- ACTION ITEM: Your answer must consist solely of the line containing "pub enum CatalogError" and each line after it through the end of the data, copied exactly.

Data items
--- START ---

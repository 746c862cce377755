// SPDX-License-Identifier: AGPL-3.0-or-later
//
// Copyright (C) 2026 Relational Network

//! Session-to-token exchange.
//!
//! A session cookie is opaque to the gate. The authorization service's
//! current-profile endpoint is called with the inbound headers (which carry
//! the cookie); it answers with the principal's profile and a freshly minted
//! bearer token in the [`USER_TOKEN_HEADER`] response header. That token is
//! then verified like any other, so session callers end up with the same
//! claim shape as bearer callers.

use axum::http::{HeaderMap, StatusCode};
use serde::Deserialize;

use super::claims::{AuthenticationResult, Principal};
use super::error::AuthError;
use super::verifier::TokenVerifier;
use crate::client::{describe, forwarded_headers, ServiceEndpoint};

/// Header carrying a pre-verified user token, inbound and on the profile
/// response.
pub const USER_TOKEN_HEADER: &str = "x-user-token";

/// Session cookie name.
pub const SESSION_COOKIE: &str = "sid";

#[derive(Debug, Deserialize)]
struct CurrentProfileResponse {
    #[serde(default)]
    user: Option<Profile>,
}

#[derive(Debug, Deserialize)]
struct Profile {
    id: String,
    #[serde(default)]
    email: Option<String>,
    #[serde(default)]
    name: Option<String>,
}

impl From<Profile> for Principal {
    fn from(profile: Profile) -> Self {
        Self {
            id: profile.id,
            email: profile.email.filter(|e| !e.is_empty()),
            name: profile.name.filter(|n| !n.is_empty()),
        }
    }
}

/// Converts a session into a verified principal and bearer token.
#[derive(Clone)]
pub struct SessionExchanger {
    endpoint: ServiceEndpoint,
    client: reqwest::Client,
    verifier: TokenVerifier,
}

impl SessionExchanger {
    pub fn new(endpoint: ServiceEndpoint, client: reqwest::Client, verifier: TokenVerifier) -> Self {
        Self {
            endpoint,
            client,
            verifier,
        }
    }

    /// Exchange the session carried by `headers`.
    ///
    /// Every failure is reported as [`AuthError::SessionInvalid`] wrapping
    /// the cause.
    pub async fn exchange(&self, headers: &HeaderMap) -> Result<AuthenticationResult, AuthError> {
        let (profile, token) = self.fetch_profile(headers).await?;

        let claims = self
            .verifier
            .verify(&token, headers)
            .await
            .map_err(|e| AuthError::SessionInvalid(e.to_string()))?;

        if claims.subject() != Some(profile.id.as_str()) {
            return Err(AuthError::SessionInvalid(
                "exchanged token subject does not match profile".to_string(),
            ));
        }

        Ok(AuthenticationResult::new(profile.into(), claims, token))
    }

    async fn fetch_profile(&self, headers: &HeaderMap) -> Result<(Profile, String), AuthError> {
        let response = self
            .client
            .get(self.endpoint.profile_url())
            .headers(forwarded_headers(headers))
            .send()
            .await
            .map_err(|e| AuthError::SessionInvalid(describe(e)))?;

        if response.status() != StatusCode::OK {
            return Err(AuthError::SessionInvalid(format!(
                "HTTP {} from profile endpoint",
                response.status()
            )));
        }

        let token = response
            .headers()
            .get(USER_TOKEN_HEADER)
            .and_then(|v| v.to_str().ok())
            .map(str::trim)
            .filter(|t| !t.is_empty())
            .map(str::to_string)
            .ok_or_else(|| {
                AuthError::SessionInvalid("profile response carried no token".to_string())
            })?;

        let body: CurrentProfileResponse = response
            .json()
            .await
            .map_err(|e| AuthError::SessionInvalid(describe(e)))?;

        let profile = body
            .user
            .filter(|u| !u.id.is_empty())
            .ok_or_else(|| AuthError::SessionInvalid("profile response had no user".to_string()))?;

        Ok((profile, token))
    }
}
//! Catalog errors.

use thiserror::Error;

use crate::{backend::BackendError, errors::FailureKind};

#[derive(Debug, Error)]
pub enum CatalogError {
    #[error("failed to load designs")]
    Fetch(#[source] BackendError),

    #[error("failed to replenish designs")]
    Replenish(#[source] BackendError),
}

impl CatalogError {
    #[must_use]
    pub fn kind(&self) -> FailureKind {
        match self {
            Self::Fetch(source) | Self::Replenish(source) => source.kind(),
        }
    }
}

--- END ---

- RESPONSE TO THE EXERCISE:
pub enum CatalogError {
    #[error("failed to load designs")]
    Fetch(#[source] BackendError),

    #[error("failed to replenish designs")]
    Replenish(#[source] BackendError),
}

impl CatalogError {
    #[must_use]
    pub fn kind(&self) -> FailureKind {
        match self {
            Self::Fetch(source) | Self::Replenish(source) => source.kind(),
        }
    }
}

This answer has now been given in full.